WORK REQUEST >> Filter the data for lines with the word "ImageSequenceSource" and copy those lines.
___ INFORMATION SUPPLIED
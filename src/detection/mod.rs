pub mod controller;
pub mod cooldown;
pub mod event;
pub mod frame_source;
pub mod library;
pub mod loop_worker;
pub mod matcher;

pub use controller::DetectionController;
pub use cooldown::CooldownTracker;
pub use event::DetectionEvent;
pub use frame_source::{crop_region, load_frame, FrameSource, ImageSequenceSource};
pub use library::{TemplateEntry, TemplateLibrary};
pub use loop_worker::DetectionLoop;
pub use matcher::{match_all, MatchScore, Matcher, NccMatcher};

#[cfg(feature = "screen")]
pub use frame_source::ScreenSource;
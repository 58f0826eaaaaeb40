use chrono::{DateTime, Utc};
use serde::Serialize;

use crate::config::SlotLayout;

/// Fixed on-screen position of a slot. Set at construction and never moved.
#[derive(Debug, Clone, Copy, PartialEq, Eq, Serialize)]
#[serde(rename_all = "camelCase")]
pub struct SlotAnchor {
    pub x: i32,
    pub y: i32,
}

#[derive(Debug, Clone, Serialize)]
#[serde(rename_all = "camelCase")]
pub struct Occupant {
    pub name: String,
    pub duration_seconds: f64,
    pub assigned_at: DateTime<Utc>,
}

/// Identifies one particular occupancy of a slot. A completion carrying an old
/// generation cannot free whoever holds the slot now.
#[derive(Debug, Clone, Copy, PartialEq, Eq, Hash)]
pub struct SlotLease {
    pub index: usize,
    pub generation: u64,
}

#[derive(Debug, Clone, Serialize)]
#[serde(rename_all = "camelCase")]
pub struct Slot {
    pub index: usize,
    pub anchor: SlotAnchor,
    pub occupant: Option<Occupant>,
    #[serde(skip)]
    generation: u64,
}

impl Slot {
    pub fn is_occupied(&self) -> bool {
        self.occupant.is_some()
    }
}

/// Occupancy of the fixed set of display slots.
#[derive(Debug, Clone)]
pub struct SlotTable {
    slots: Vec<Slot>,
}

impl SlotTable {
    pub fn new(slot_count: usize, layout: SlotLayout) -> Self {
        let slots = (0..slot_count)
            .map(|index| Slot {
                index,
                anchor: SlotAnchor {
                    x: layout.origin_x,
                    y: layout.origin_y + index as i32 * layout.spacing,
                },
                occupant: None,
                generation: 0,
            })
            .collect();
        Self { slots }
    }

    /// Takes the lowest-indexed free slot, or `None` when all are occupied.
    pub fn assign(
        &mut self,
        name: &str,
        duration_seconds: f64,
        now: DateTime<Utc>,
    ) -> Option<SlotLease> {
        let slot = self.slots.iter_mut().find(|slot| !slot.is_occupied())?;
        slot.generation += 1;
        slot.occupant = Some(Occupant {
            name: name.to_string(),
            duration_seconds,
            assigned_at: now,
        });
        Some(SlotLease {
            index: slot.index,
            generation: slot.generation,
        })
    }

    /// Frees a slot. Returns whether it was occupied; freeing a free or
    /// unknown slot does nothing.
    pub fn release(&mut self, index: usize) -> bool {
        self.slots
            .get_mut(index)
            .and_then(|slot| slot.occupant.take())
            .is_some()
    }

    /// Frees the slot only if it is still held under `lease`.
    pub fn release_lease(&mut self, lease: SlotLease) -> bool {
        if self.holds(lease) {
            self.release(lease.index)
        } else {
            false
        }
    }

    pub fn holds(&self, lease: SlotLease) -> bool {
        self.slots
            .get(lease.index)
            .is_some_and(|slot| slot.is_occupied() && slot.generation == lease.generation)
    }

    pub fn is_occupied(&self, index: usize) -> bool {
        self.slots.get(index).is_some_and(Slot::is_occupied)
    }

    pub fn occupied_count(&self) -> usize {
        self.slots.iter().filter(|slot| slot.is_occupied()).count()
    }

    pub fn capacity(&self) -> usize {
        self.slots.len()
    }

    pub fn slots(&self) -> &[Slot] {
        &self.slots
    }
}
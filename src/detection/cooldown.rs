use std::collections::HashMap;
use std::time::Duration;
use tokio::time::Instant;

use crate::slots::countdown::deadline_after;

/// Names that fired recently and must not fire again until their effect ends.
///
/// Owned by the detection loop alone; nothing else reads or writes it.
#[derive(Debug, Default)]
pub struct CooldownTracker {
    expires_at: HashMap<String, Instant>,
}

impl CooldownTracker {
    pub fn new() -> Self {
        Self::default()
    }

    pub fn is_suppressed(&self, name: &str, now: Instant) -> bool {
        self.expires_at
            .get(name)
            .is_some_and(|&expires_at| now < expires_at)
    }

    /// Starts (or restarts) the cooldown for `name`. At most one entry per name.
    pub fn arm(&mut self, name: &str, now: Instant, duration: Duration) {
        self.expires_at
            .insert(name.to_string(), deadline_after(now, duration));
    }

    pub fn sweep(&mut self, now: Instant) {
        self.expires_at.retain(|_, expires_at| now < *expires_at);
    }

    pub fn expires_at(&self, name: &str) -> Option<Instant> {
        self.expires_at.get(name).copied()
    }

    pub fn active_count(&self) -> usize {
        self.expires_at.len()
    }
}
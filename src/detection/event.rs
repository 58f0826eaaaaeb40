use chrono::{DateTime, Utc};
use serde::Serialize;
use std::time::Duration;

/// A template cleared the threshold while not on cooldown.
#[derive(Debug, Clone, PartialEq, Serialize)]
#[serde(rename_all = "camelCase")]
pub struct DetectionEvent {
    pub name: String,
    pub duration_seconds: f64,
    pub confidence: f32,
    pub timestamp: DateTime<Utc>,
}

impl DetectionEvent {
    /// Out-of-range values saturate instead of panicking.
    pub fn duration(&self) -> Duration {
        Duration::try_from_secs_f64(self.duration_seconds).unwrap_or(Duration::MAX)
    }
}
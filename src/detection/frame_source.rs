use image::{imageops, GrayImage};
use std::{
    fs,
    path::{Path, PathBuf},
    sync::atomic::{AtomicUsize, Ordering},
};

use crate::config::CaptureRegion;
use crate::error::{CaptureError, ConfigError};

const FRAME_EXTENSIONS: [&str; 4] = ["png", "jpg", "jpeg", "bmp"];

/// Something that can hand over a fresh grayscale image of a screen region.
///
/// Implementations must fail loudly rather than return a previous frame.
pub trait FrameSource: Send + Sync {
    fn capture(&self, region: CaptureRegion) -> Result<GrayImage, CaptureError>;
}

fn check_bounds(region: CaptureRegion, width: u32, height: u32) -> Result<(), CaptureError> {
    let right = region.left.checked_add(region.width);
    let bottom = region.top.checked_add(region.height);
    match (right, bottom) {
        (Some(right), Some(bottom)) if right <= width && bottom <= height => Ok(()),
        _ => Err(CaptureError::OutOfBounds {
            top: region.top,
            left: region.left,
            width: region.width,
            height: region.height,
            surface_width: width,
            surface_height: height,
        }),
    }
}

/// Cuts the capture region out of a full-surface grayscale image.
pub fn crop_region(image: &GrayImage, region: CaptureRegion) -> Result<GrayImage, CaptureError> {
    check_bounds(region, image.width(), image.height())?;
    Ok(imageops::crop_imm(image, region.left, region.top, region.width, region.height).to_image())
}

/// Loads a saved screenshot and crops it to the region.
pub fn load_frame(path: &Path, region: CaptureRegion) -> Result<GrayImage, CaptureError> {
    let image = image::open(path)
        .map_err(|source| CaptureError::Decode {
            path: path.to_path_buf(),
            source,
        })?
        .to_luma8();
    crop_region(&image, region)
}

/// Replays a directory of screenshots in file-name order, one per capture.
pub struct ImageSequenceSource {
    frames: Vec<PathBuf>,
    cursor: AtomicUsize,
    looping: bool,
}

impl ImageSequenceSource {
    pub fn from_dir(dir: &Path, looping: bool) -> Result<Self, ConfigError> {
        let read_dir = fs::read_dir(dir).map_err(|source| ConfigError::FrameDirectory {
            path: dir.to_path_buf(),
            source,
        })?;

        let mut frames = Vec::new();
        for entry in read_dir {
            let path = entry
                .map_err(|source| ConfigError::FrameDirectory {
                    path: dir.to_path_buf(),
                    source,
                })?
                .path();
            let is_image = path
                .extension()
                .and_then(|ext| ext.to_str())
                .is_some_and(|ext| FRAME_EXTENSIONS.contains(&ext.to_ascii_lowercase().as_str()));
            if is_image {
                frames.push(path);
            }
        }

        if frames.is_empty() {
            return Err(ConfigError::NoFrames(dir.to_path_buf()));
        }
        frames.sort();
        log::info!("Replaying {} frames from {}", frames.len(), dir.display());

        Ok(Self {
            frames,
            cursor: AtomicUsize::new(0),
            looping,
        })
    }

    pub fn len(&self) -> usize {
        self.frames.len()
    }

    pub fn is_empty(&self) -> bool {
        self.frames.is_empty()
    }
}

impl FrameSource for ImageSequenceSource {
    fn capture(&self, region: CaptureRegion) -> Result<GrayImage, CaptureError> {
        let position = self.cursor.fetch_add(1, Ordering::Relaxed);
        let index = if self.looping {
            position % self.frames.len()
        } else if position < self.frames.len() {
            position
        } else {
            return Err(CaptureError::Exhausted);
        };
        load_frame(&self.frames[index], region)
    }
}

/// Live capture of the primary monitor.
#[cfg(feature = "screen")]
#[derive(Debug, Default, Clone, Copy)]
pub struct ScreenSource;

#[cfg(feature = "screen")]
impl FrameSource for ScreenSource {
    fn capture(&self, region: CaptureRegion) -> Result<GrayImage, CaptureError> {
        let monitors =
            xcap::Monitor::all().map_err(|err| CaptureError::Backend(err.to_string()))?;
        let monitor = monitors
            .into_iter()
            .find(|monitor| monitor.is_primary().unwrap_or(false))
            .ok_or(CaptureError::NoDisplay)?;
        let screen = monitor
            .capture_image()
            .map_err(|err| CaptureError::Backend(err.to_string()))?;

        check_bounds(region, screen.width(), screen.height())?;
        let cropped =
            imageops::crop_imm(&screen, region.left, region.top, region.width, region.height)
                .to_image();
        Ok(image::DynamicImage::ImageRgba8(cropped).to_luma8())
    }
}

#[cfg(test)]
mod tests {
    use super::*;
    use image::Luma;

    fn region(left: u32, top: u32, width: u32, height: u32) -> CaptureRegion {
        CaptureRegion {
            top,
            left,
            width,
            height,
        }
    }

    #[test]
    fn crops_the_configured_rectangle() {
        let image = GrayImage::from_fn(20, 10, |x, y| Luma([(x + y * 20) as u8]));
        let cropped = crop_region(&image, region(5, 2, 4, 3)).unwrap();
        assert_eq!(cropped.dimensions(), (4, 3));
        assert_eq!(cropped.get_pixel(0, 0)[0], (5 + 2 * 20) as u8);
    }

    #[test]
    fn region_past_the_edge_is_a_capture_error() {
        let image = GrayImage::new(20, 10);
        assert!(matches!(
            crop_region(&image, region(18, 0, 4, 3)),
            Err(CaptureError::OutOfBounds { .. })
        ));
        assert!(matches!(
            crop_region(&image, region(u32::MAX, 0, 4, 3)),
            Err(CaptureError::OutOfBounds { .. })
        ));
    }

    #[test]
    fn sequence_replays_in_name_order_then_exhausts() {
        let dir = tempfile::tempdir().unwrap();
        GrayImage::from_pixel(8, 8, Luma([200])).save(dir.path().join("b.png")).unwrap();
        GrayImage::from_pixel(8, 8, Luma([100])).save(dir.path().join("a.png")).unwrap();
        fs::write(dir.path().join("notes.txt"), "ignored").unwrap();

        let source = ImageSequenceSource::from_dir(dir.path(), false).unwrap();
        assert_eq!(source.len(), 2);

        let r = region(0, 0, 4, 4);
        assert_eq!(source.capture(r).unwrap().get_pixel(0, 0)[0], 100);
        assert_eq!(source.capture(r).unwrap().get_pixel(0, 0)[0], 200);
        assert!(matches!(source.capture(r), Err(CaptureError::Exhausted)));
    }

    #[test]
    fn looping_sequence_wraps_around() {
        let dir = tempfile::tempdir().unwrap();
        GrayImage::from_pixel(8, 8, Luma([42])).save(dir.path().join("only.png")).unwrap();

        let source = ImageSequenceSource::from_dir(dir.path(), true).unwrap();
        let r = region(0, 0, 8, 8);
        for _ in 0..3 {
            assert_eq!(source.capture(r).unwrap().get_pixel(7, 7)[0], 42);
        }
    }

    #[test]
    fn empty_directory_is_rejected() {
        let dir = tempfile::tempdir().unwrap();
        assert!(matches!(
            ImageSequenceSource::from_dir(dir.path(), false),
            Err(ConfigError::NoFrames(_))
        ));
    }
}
______
ANSWER SECTION >>
pub use frame_source::{crop_region, load_frame, FrameSource, ImageSequenceSource};
pub struct ImageSequenceSource {
impl ImageSequenceSource {
impl FrameSource for ImageSequenceSource {
        let source = ImageSequenceSource::from_dir(dir.path(), false).unwrap();
        let source = ImageSequenceSource::from_dir(dir.path(), true).unwrap();
            ImageSequenceSource::from_dir(dir.path(), false),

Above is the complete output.